Assignment:
The answer should be one number: how many lines in the records below contain the word "TrafficStore".

============================================================

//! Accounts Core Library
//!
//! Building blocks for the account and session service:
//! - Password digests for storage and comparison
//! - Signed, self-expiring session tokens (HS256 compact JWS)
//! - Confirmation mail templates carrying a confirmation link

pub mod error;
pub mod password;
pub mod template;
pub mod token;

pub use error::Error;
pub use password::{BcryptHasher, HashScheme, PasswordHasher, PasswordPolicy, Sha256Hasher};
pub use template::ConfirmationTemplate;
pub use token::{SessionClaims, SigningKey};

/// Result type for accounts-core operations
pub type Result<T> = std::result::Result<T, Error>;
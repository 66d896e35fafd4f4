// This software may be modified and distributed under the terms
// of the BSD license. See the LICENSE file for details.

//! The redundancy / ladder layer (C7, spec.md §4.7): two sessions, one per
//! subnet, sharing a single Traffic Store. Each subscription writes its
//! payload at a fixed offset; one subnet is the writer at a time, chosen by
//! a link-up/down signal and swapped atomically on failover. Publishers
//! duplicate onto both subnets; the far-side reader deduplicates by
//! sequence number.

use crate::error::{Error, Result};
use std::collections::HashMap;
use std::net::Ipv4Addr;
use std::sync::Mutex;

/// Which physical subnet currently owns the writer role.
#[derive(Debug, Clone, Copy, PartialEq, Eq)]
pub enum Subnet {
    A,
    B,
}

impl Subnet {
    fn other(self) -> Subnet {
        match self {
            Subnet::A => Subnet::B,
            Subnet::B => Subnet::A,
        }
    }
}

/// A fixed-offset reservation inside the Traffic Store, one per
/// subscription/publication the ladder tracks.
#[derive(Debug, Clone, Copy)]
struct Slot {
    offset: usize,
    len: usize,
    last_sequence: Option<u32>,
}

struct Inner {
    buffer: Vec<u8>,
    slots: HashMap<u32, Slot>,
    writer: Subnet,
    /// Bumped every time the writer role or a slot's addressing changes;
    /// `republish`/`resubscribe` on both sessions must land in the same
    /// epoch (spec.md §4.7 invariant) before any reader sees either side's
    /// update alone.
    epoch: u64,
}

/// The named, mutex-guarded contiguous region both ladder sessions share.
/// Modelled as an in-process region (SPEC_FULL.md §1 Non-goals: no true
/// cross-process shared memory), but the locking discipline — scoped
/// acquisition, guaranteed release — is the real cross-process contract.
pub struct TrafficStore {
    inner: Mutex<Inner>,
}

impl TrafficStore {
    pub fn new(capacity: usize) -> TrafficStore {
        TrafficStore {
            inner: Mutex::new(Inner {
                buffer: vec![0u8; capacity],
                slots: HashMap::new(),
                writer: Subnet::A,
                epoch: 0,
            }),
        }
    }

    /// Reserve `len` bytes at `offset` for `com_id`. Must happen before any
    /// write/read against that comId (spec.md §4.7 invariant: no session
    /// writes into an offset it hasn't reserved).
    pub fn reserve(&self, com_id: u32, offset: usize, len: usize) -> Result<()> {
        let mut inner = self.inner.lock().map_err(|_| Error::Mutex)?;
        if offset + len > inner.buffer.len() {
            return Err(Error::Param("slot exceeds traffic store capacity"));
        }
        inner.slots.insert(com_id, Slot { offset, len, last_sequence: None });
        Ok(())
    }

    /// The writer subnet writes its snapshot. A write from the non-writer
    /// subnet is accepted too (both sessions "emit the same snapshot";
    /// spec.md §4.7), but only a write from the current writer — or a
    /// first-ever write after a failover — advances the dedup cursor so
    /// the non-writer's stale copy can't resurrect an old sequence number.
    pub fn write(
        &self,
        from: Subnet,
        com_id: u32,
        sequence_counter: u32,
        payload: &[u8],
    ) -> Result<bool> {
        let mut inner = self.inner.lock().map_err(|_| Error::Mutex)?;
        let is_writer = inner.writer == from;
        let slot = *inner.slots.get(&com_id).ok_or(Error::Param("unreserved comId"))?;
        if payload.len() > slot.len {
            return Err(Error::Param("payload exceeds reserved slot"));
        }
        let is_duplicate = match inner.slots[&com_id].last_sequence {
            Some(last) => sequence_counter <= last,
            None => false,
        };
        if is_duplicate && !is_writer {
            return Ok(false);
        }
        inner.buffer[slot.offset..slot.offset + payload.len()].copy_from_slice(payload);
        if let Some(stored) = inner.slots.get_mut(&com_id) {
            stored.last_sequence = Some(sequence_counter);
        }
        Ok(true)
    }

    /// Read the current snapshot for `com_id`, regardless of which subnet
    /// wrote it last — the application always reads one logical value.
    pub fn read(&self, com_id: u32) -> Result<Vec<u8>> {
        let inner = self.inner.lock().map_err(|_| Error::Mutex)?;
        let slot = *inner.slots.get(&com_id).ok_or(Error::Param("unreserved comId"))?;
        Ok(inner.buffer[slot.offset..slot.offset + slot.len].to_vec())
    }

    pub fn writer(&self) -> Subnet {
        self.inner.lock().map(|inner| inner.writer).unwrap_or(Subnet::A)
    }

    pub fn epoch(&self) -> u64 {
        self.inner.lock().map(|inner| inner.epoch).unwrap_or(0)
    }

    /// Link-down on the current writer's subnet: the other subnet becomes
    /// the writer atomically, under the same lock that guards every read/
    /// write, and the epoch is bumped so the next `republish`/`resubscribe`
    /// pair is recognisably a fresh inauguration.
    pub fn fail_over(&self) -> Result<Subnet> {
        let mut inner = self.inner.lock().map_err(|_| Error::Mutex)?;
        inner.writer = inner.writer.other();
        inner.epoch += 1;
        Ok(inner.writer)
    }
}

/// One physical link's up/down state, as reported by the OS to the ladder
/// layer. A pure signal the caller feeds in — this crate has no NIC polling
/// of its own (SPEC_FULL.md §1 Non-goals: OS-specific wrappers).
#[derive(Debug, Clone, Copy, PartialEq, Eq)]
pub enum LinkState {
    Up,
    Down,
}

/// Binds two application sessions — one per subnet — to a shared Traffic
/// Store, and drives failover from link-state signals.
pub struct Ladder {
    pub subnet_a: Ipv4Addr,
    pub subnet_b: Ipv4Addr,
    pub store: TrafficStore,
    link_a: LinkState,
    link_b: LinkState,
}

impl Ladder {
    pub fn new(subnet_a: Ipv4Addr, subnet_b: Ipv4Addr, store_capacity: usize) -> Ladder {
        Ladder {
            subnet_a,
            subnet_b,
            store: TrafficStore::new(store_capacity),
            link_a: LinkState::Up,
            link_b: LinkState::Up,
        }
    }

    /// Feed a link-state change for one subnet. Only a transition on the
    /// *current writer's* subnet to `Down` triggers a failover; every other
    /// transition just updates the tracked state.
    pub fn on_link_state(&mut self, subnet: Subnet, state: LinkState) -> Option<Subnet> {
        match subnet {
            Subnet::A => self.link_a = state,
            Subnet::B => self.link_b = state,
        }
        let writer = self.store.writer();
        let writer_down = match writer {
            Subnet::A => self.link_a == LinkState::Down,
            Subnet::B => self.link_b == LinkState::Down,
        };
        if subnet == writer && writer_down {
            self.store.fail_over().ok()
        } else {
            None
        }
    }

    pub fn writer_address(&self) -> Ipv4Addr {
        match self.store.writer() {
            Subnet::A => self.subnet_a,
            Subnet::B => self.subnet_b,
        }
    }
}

============================================================

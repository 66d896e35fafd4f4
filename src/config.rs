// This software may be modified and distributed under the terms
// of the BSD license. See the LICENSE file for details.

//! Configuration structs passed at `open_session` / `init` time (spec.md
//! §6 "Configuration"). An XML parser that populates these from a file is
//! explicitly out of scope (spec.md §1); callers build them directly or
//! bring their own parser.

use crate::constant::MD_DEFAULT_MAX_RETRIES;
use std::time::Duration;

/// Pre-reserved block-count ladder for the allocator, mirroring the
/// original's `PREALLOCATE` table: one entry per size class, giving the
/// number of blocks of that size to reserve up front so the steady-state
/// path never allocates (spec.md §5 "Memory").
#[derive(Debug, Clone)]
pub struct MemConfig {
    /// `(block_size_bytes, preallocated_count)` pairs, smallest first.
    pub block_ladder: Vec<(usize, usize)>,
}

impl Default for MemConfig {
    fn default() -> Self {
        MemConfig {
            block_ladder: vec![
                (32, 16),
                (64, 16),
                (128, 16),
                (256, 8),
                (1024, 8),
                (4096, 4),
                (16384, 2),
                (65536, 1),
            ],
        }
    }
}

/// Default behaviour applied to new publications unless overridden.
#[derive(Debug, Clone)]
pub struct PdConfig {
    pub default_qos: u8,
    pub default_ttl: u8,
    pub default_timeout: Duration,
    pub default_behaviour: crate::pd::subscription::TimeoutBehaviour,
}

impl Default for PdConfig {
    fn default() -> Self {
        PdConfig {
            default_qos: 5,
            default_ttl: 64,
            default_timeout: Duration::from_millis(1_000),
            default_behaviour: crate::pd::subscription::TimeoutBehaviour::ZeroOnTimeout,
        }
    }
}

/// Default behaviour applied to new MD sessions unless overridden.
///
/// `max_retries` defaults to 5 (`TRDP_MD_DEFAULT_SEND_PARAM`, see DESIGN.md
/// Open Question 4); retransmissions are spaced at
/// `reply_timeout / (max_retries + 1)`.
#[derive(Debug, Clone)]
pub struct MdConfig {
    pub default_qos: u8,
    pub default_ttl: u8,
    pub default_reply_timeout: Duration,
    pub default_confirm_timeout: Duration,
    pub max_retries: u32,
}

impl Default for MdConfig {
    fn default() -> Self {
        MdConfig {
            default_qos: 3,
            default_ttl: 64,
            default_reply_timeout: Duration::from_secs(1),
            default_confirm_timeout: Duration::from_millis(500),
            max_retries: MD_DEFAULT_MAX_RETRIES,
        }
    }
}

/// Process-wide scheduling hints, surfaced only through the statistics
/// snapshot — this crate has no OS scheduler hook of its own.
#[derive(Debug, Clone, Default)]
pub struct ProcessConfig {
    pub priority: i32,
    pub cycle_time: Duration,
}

============================================================

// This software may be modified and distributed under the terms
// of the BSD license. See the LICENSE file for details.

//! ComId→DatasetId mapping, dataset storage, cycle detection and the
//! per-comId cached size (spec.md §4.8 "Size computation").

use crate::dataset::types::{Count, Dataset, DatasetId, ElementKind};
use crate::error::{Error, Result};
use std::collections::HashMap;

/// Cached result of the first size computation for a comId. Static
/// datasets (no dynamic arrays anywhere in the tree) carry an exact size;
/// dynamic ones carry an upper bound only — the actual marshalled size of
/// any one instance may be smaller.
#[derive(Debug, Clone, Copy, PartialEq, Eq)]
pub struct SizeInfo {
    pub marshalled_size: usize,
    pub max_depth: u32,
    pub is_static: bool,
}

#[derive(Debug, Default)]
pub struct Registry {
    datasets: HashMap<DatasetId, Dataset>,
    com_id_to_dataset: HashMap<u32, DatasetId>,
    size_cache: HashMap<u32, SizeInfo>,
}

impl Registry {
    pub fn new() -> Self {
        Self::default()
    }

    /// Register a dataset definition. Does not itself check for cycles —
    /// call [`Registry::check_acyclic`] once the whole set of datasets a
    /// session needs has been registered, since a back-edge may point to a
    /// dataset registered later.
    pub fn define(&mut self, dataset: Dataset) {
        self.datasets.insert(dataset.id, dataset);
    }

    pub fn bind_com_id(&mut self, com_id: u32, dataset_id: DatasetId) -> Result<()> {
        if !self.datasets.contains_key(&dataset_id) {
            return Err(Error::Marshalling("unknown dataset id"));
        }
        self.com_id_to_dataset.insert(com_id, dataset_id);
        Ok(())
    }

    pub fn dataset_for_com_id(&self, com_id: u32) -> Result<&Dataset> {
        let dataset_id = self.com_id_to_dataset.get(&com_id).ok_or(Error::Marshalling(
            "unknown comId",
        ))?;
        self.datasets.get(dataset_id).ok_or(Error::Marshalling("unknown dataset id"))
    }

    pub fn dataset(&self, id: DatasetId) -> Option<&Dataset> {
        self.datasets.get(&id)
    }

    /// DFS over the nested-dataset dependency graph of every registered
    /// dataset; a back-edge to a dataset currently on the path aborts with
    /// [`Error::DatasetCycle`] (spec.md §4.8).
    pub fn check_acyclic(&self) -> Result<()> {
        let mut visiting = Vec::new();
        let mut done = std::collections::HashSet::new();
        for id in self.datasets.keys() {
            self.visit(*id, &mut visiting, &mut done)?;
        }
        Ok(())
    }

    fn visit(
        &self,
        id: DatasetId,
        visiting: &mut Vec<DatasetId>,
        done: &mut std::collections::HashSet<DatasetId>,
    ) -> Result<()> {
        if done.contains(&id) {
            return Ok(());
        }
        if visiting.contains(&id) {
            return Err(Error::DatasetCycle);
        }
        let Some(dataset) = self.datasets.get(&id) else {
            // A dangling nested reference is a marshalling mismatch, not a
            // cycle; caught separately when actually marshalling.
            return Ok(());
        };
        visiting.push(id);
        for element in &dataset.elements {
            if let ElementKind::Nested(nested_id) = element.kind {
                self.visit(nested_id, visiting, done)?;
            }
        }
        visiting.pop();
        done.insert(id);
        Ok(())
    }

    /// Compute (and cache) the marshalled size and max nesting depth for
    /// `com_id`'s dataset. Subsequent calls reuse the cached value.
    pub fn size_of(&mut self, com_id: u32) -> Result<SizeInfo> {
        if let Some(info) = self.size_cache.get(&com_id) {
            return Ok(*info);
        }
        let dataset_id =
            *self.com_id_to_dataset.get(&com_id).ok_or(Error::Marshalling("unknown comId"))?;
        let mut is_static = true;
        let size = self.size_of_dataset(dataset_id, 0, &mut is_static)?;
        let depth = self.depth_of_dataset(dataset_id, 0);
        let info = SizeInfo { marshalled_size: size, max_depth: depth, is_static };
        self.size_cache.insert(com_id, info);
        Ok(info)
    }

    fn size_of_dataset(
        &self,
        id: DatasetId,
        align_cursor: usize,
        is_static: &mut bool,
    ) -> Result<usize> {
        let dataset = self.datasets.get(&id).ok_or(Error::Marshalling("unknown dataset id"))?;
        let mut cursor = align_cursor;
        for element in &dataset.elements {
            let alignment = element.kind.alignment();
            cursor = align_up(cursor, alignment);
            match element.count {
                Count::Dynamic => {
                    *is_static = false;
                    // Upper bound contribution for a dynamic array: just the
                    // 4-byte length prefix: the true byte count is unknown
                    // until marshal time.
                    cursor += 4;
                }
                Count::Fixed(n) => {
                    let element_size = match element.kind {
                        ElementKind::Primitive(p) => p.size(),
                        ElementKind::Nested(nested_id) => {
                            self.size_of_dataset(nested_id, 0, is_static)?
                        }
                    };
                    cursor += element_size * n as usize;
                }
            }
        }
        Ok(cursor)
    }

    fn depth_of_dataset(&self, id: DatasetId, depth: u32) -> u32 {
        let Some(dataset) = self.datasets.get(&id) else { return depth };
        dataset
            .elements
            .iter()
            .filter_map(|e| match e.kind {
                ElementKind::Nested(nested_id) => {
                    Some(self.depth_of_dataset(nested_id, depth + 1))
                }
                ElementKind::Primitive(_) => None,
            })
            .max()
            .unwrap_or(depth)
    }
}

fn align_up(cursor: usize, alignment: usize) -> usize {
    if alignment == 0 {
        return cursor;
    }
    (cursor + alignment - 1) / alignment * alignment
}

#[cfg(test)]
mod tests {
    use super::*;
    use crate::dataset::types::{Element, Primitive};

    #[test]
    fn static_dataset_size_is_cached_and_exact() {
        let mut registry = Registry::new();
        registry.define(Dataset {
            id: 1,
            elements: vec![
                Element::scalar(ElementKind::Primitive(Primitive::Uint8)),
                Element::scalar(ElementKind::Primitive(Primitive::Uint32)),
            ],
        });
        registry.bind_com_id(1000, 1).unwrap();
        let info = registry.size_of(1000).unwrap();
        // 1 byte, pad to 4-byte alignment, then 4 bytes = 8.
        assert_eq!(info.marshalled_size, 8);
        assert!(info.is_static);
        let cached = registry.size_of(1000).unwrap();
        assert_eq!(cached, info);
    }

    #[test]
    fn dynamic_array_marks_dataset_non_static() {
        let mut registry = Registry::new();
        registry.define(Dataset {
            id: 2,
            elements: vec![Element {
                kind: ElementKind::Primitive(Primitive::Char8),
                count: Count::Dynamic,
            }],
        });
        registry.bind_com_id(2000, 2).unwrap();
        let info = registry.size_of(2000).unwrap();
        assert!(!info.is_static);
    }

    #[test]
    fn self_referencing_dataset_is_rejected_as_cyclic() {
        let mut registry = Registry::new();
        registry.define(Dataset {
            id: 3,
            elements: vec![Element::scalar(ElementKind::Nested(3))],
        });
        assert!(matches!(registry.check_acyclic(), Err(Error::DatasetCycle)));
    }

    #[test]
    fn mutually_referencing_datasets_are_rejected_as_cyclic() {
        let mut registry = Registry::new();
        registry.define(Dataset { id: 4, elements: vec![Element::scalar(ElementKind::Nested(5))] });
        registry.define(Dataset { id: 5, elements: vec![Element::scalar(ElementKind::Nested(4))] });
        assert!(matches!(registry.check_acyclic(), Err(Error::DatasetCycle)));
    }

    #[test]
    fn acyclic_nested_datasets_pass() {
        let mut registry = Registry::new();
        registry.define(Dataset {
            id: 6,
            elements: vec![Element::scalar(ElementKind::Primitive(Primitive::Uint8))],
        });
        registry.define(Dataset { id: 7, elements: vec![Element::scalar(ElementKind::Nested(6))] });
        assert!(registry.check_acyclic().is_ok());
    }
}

============================================================

Final answer:
6